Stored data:
+++

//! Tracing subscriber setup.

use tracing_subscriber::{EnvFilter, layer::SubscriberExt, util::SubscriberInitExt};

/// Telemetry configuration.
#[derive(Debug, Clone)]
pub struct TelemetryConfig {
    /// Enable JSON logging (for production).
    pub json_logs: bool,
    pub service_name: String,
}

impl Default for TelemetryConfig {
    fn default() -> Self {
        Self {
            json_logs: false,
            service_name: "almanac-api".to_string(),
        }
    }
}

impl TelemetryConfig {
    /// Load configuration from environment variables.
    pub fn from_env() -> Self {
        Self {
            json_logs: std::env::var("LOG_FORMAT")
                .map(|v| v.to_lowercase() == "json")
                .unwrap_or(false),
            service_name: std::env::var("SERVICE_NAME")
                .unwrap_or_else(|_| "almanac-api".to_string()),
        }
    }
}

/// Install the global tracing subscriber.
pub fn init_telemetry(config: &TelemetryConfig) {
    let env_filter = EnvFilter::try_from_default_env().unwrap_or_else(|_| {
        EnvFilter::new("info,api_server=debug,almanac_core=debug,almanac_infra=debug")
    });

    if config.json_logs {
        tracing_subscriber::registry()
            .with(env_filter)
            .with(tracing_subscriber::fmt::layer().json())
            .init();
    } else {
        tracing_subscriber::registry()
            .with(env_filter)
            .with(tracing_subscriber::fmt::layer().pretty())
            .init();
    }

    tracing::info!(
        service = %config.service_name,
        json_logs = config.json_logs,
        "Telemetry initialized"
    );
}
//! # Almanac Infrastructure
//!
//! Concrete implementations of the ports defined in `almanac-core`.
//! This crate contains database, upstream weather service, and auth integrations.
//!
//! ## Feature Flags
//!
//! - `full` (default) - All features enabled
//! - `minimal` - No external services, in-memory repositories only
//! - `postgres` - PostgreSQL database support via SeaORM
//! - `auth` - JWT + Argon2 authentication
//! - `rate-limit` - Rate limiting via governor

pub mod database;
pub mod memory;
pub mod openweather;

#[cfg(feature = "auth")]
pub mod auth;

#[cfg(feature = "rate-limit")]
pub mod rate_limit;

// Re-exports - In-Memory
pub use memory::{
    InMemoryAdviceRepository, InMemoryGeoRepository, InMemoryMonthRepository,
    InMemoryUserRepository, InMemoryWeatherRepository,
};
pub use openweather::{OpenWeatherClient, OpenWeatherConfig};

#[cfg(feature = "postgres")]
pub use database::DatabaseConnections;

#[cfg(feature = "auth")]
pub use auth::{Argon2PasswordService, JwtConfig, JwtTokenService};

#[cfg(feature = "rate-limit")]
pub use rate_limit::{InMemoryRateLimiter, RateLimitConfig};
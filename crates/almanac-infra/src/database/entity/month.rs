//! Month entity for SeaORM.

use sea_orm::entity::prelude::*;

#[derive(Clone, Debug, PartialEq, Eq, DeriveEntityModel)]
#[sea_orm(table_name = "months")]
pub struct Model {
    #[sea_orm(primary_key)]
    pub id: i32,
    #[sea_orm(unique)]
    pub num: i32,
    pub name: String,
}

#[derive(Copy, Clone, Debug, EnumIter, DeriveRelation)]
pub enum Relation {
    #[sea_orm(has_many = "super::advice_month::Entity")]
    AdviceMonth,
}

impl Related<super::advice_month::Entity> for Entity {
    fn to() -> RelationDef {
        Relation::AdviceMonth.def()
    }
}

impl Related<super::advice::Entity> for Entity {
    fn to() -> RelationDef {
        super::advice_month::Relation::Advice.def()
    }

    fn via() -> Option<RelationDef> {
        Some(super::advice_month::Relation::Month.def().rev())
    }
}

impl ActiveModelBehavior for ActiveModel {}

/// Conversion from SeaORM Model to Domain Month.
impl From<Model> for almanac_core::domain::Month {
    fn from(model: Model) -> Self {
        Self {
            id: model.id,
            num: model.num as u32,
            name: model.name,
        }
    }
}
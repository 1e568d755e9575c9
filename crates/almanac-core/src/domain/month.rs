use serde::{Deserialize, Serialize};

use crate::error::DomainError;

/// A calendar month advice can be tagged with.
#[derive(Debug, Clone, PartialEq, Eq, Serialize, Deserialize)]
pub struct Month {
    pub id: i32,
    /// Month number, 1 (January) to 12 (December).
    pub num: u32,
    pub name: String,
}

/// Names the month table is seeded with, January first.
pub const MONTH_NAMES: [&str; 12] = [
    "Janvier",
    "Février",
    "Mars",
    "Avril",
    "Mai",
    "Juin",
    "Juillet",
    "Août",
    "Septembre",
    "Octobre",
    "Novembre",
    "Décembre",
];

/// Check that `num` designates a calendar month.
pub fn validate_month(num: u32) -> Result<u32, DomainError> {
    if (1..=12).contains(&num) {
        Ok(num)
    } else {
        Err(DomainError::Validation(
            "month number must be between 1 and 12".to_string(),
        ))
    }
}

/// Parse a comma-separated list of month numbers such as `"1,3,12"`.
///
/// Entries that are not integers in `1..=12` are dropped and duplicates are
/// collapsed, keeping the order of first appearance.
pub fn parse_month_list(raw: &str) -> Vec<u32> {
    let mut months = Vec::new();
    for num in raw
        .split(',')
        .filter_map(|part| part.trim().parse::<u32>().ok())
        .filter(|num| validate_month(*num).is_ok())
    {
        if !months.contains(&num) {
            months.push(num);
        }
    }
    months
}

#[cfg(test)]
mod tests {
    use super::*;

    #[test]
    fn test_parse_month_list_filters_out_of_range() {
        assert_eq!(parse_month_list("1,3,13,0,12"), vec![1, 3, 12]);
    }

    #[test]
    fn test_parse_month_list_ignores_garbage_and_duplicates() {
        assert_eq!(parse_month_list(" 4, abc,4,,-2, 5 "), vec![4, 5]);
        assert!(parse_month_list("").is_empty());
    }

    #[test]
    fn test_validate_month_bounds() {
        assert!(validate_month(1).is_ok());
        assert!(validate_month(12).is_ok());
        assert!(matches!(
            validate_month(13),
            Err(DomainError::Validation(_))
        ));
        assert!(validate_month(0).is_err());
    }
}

+++

### Requirement
Find the word "filename" in the entries above. Copy every line that has it.

### Solved problem
filename crates/almanac-infra/src/database/entity/month.rs
filename crates/almanac-core/src/domain/month.rs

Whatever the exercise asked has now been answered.